In wenigen kurzen Sätzen hatte er die ganze Geschichte neu geschrieben. Er war nicht länger der Bösewicht; er war der tragische, edle Sohn. Und ich war die gierige, hinterhältige Omega, eine Kreatur aus der Gosse, die versuchte, sich durch Erpressung ein besseres Leben zu erschleichen.
Die öffentliche Meinung schlug augenblicklich um. Das Flüstern über einen Skandal wurde zu einem Murmeln des Ekels, das sich alles gegen mich richtete.
„Sie ist also nur eine Goldgräberin."
„Das ist krank. Eine sterbende Frau so auszunutzen."
Seraphina entspannte sich an seiner Seite und blickte mit Augen voller Mitgefühl und Bewunderung zu Ryker auf. „Oh, du armes Ding", schien ihr Gesichtsausdruck zu sagen. „Du hast so viel gelitten."
Ich zitterte, nicht aus Angst, sondern aus einer Wut, die so rein und heiß war, dass sie mich zu verzehren drohte.

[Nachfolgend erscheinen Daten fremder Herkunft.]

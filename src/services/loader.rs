use crate::models::{PlaceRecord, SimilarityMatrix};
use crate::services::catalog::{CatalogError, CatalogStore};
use std::fs;
use std::path::Path;
use thiserror::Error;

/// Errors that can occur while loading the data files
#[derive(Debug, Error)]
pub enum LoadError {
    #[error("failed to read {path}: {source}")]
    Io {
        path: String,
        #[source]
        source: std::io::Error,
    },

    #[error("failed to parse {path}: {source}")]
    Csv {
        path: String,
        #[source]
        source: csv::Error,
    },

    #[error("bad matrix value at row {row}, column {col} in {path}")]
    MatrixValue { path: String, row: usize, col: usize },

    #[error(transparent)]
    Catalog(#[from] CatalogError),
}

/// Load the place catalog and similarity matrix from disk.
///
/// The catalog is a headered CSV (one row per place, prepared offline); the
/// matrix is a headerless CSV of floats whose row order matches the catalog.
/// The dimension invariant between the two is enforced by `CatalogStore::new`.
pub fn load_catalog<P: AsRef<Path>>(catalog_path: P, matrix_path: P) -> Result<CatalogStore, LoadError> {
    let places = read_places(catalog_path.as_ref())?;
    let similarity = read_similarity_matrix(matrix_path.as_ref())?;
    Ok(CatalogStore::new(places, similarity)?)
}

fn read_file(path: &Path) -> Result<String, LoadError> {
    fs::read_to_string(path).map_err(|e| LoadError::Io {
        path: path.display().to_string(),
        source: e,
    })
}

fn read_places(path: &Path) -> Result<Vec<PlaceRecord>, LoadError> {
    let contents = read_file(path)?;
    let mut reader = csv::Reader::from_reader(contents.as_bytes());

    let mut places = Vec::new();
    for result in reader.deserialize() {
        let record: PlaceRecord = result.map_err(|e| LoadError::Csv {
            path: path.display().to_string(),
            source: e,
        })?;
        places.push(record);
    }
    Ok(places)
}

fn read_similarity_matrix(path: &Path) -> Result<SimilarityMatrix, LoadError> {
    let contents = read_file(path)?;
    let mut reader = csv::ReaderBuilder::new()
        .has_headers(false)
        .from_reader(contents.as_bytes());

    let mut rows = Vec::new();
    for (i, result) in reader.records().enumerate() {
        let record = result.map_err(|e| LoadError::Csv {
            path: path.display().to_string(),
            source: e,
        })?;

        let mut row = Vec::with_capacity(record.len());
        for (j, field) in record.iter().enumerate() {
            let value: f64 = field.trim().parse().map_err(|_| LoadError::MatrixValue {
                path: path.display().to_string(),
                row: i,
                col: j,
            })?;
            row.push(value);
        }
        rows.push(row);
    }

    Ok(SimilarityMatrix::new(rows).map_err(CatalogError::from)?)
}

„Du lügst!", meine Stimme war ein zerfetzter Riss im Gewebe seiner Täuschung. „Unsere Verbindung wurde unter dem Vollmond besiegelt! Unser ganzes Rudel hat es bezeugt! Die Göttin war unsere Zeugin!"
Ryker schüttelte nur mit einem herablassenden Seufzer den Kopf. „Seht ihr?", sagte er zur Menge. „Sie spielt die Rolle immer noch. Ich nehme an, das Geld, das ich ihr gegeben habe, war nicht genug."
Er wandte sich an Leo, sein Tonfall nun fest und autoritär. „Leo, das ist eine private Angelegenheit. Ich möchte, dass du diese unbefugte Person entfernst. Sie hat kein Recht, hier zu sein."
Leo war in der Zwickmühle. Er war ein Mann des Königs, aber Rykers Geschichte, so abscheulich sie auch war, war oberflächlich betrachtet lückenlos. Er hatte keinen unmittelbaren Gegenbeweis.
Im Glauben, gewonnen zu haben, nahm Ryker Seraphinas Hand, bereit, sie ins Haus zu führen, weg von dem schmutzigen Chaos, das er angerichtet hatte. Er warf mir einen letzten Blick über die Schulter zu, seine Augen voller Verachtung.
„Ich gebe dir eine letzte Chance. Nimm das Geld, das du bekommen hast, und scher dich zum Teufel."